The Wind is a Haunting Female Frontier Story
The Western frontier was a difficult place to live. The terrain was rough and the elements unpredictable, but in the early days, there was another, even more trying aspect to life in the wilderness of the frontier: seclusion.
It’s the more difficult mental state of loneliness which is at the centre of The Wind, Emma Tammi’s feature film debut which centers on a woman in the midst of a mental breakdown.
Caitlin Gerard stars as Lizzy Macklin, a young frontierswoman living a simple life so far from anything that there isn’t even a church nearby. Her husband is often away leaving Lizzy to fend for herself, a hardship she endures with no complaint. When a young couple, Emma and Gideon Harper (Julia Goldani Telles and Dylan McTee respectively) move into the nearby cabin, rather than seeing the new neighbours as an occasion to celebrate, Lizzy sees Emma as a chore, a coddled young woman who can’t handle the hardships of life on the frontier and soon enough, the lives of the two couples take a terrible turn.
Though The Wind has a supernatural horror storyline running through it, the most compelling aspects of Tammi’s film have nothing to do with the legitimate scares peppered throughout. First and foremost there are the performances from the women, particularly Gerard who brilliantly portrays Lizzy’s slip into madness. The performance encompasses her completely and the wildness of the character comes through in Gerard’s eyes. Even in moments when she’s having a quiet conversation there’s a flicker of something just a little off playing in the corner of her face; it’s a star-making performance.

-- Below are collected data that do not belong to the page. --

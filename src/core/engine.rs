use crate::core::Pipeline;
use crate::domain::model::{ProcessingStage, StageReport};
use crate::utils::error::Result;
use crate::utils::monitor::SystemMonitor;
use chrono::{DateTime, Utc};
use std::time::{Duration, Instant};

#[derive(Debug, Clone)]
pub struct RunReport {
    pub output_path: String,
    pub fields_filled: usize,
    pub stages: Vec<StageReport>,
    pub total_time: Duration,
    pub finished_at: DateTime<Utc>,
}

/// Drives a pipeline through its stages with per-stage timing and optional
/// process monitoring. A stage error stops the run.
pub struct FillEngine<P: Pipeline> {
    pipeline: P,
    monitor: SystemMonitor,
}

impl<P: Pipeline> FillEngine<P> {
    pub fn new(pipeline: P) -> Self {
        Self {
            pipeline,
            monitor: SystemMonitor::new(false),
        }
    }

    pub fn new_with_monitoring(pipeline: P, monitoring_enabled: bool) -> Self {
        Self {
            pipeline,
            monitor: SystemMonitor::new(monitoring_enabled),
        }
    }

    pub async fn run(&self) -> Result<RunReport> {
        let run_started = Instant::now();
        let mut stages = Vec::new();

        tracing::info!("Starting form fill pipeline");

        tracing::info!("📥 Stage 1: extracting from source documents");
        let stage_started = Instant::now();
        let outcomes = self.pipeline.extract().await?;
        let extracted_fields: usize = outcomes.iter().map(|o| o.values.len()).sum();
        tracing::info!(
            "📥 Extracted {} fields across {} documents",
            extracted_fields,
            outcomes.len()
        );
        stages.push(StageReport {
            stage: ProcessingStage::Extraction,
            field_count: extracted_fields,
            elapsed: stage_started.elapsed(),
        });
        self.monitor.log_stats("extraction");

        tracing::info!("🔄 Stage 2: merging, mapping and validating");
        let stage_started = Instant::now();
        let payload = self.pipeline.transform(outcomes).await?;
        tracing::info!("🔄 Prepared {} form fields", payload.fields.len());
        stages.push(StageReport {
            stage: ProcessingStage::Transform,
            field_count: payload.fields.len(),
            elapsed: stage_started.elapsed(),
        });
        self.monitor.log_stats("transform");

        tracing::info!("💾 Stage 3: writing the filled form");
        let stage_started = Instant::now();
        let fields_filled = payload.fields.len();
        let output_path = self.pipeline.load(payload).await?;
        stages.push(StageReport {
            stage: ProcessingStage::FormFilling,
            field_count: fields_filled,
            elapsed: stage_started.elapsed(),
        });
        self.monitor.log_final_stats();

        tracing::info!("✅ Filled form saved to: {}", output_path);

        Ok(RunReport {
            output_path,
            fields_filled,
            stages,
            total_time: run_started.elapsed(),
            finished_at: Utc::now(),
        })
    }
}
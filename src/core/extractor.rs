use crate::core::mapper::FieldMap;
use crate::core::patterns::pattern_extract;
use crate::core::prompt::build_extraction_prompt;
use crate::domain::model::{DocumentSource, ExtractionMethod, ExtractionOutcome};
use crate::domain::ports::LlmProvider;
use crate::utils::error::Result;
use std::collections::HashMap;
use std::sync::Arc;
use std::time::{Duration, Instant};
use tokio::sync::Semaphore;
use tokio::task::JoinSet;

#[derive(Debug, Clone)]
pub struct ExtractorOptions {
    pub max_workers: usize,
    pub retry_attempts: u32,
    pub retry_delay: Duration,
    pub fallback_enabled: bool,
}

impl Default for ExtractorOptions {
    fn default() -> Self {
        Self {
            max_workers: 3,
            retry_attempts: 3,
            retry_delay: Duration::from_secs(2),
            fallback_enabled: true,
        }
    }
}

/// Fans source documents out to the provider chain, at most `max_workers`
/// in flight at once. Each document is independent: a provider or parse
/// failure degrades that one document to the pattern fallback (or an empty
/// outcome) without touching the others.
pub struct DocumentExtractor {
    providers: Vec<Arc<dyn LlmProvider>>,
    map: Arc<FieldMap>,
    options: ExtractorOptions,
}

impl DocumentExtractor {
    pub fn new(
        providers: Vec<Arc<dyn LlmProvider>>,
        map: FieldMap,
        options: ExtractorOptions,
    ) -> Self {
        Self {
            providers,
            map: Arc::new(map),
            options,
        }
    }

    pub async fn extract_all(
        &self,
        documents: Vec<DocumentSource>,
    ) -> Result<Vec<ExtractionOutcome>> {
        tracing::info!(
            "📡 Extracting {} documents with {} workers",
            documents.len(),
            self.options.max_workers
        );

        let semaphore = Arc::new(Semaphore::new(self.options.max_workers.max(1)));
        let mut join_set = JoinSet::new();

        for doc in documents {
            let semaphore = semaphore.clone();
            let providers = self.providers.clone();
            let map = self.map.clone();
            let options = self.options.clone();

            join_set.spawn(async move {
                let _permit = semaphore.acquire_owned().await.ok();
                extract_document(doc, &providers, &map, &options).await
            });
        }

        // Outcomes arrive in completion order, not submission order.
        let mut outcomes = Vec::new();
        while let Some(joined) = join_set.join_next().await {
            match joined {
                Ok(outcome) => {
                    tracing::info!(
                        "📥 {}: {} fields via {} in {:?}",
                        outcome.document_name,
                        outcome.values.len(),
                        outcome.method.label(),
                        outcome.elapsed
                    );
                    outcomes.push(outcome);
                }
                Err(e) => tracing::error!("❌ Extraction task panicked: {}", e),
            }
        }

        Ok(outcomes)
    }
}

async fn extract_document(
    doc: DocumentSource,
    providers: &[Arc<dyn LlmProvider>],
    map: &FieldMap,
    options: &ExtractorOptions,
) -> ExtractionOutcome {
    let started = Instant::now();
    let prompt = build_extraction_prompt(&doc, map);
    let attempts = options.retry_attempts.max(1);

    for provider in providers {
        let mut response = None;
        for attempt in 1..=attempts {
            match provider.complete(&prompt).await {
                Ok(text) => {
                    response = Some(text);
                    break;
                }
                Err(e) => {
                    tracing::warn!(
                        "📡 {}: {} attempt {}/{} failed: {}",
                        doc.name,
                        provider.name(),
                        attempt,
                        attempts,
                        e
                    );
                    if attempt < attempts {
                        tokio::time::sleep(options.retry_delay * attempt).await;
                    }
                }
            }
        }

        if let Some(text) = response {
            match parse_provider_response(&text) {
                Some((values, confidence)) => {
                    return ExtractionOutcome {
                        document_name: doc.name,
                        values,
                        confidence,
                        elapsed: started.elapsed(),
                        method: ExtractionMethod::Provider(provider.name().to_string()),
                    };
                }
                // Unparseable body: move on to the next provider rather
                // than burning its retry budget.
                None => tracing::warn!(
                    "📡 {}: {} returned an unparseable response",
                    doc.name,
                    provider.name()
                ),
            }
        }
    }

    if options.fallback_enabled {
        tracing::warn!("🔍 {}: falling back to pattern extraction", doc.name);
        let (values, confidence) = pattern_extract(&doc.text, map);
        if !values.is_empty() {
            return ExtractionOutcome {
                document_name: doc.name,
                values,
                confidence,
                elapsed: started.elapsed(),
                method: ExtractionMethod::Patterns,
            };
        }
    }

    tracing::error!("❌ {}: no extraction method produced data", doc.name);
    ExtractionOutcome::failed(doc.name, started.elapsed())
}

/// Pull the `extracted_data` / `confidence_scores` objects out of a provider
/// response. The JSON body is located between the first `{` and the last `}`
/// so prose around the JSON does not break parsing. Keys are normalized to
/// lowercase snake_case; values without a reported confidence default
/// to 0.8.
pub fn parse_provider_response(
    text: &str,
) -> Option<(HashMap<String, String>, HashMap<String, f64>)> {
    let start = text.find('{')?;
    let end = text.rfind('}')?;
    if end < start {
        return None;
    }

    let value: serde_json::Value = serde_json::from_str(&text[start..=end]).ok()?;
    let data = value.get("extracted_data")?.as_object()?;

    let mut values = HashMap::new();
    for (key, entry) in data {
        let rendered = match entry {
            serde_json::Value::String(s) => s.clone(),
            serde_json::Value::Number(n) => n.to_string(),
            serde_json::Value::Bool(b) => b.to_string(),
            _ => continue,
        };
        if rendered.trim().is_empty() {
            continue;
        }
        values.insert(normalize_key(key), rendered);
    }

    let mut confidence = HashMap::new();
    if let Some(scores) = value.get("confidence_scores").and_then(|v| v.as_object()) {
        for (key, score) in scores {
            if let Some(f) = score.as_f64() {
                confidence.insert(normalize_key(key), f.clamp(0.0, 1.0));
            }
        }
    }
    for key in values.keys() {
        confidence.entry(key.clone()).or_insert(0.8);
    }

    Some((values, confidence))
}

fn normalize_key(key: &str) -> String {
    key.trim()
        .to_lowercase()
        .replace([' ', '-'], "_")
}
// Domain layer: core models and ports (interfaces). No dependencies on the
// adapters beyond std/serde.

pub mod model;
pub mod ports;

Teresa Sutherland’s script is also a small marvel, taking a typical Western set-up and turning it into the story of a woman suffering a mental breakdown while never straying far from the hardship of life on the frontier. Perhaps the most inspired aspect of the script is Sutherland’s well conceived interactions between the men and the women. Though the script doesn’t go as far as it could have to be completely satisfying, when Lizzy finally stands up to her husband and makes him see what she’s been dealing with… it’s a satisfying moment that there could have been more of.
And then there are the aesthetics, the beautiful cinematography from Lyn Moncrief who has previously impressed with his work on Orion and Midnight Son, Ben Lovett’s score which adds an air of eeriness to the haunting visuals and Alexandra Amick’s editing which effectively stitches together two timelines to help tell the story of Lizzy’s downfall.
The Wind is an impressive debut feature that shows director Emma Tammi isn’t afraid to take risks by mixing genres, making deliberate pacing choices and telling challenging stories.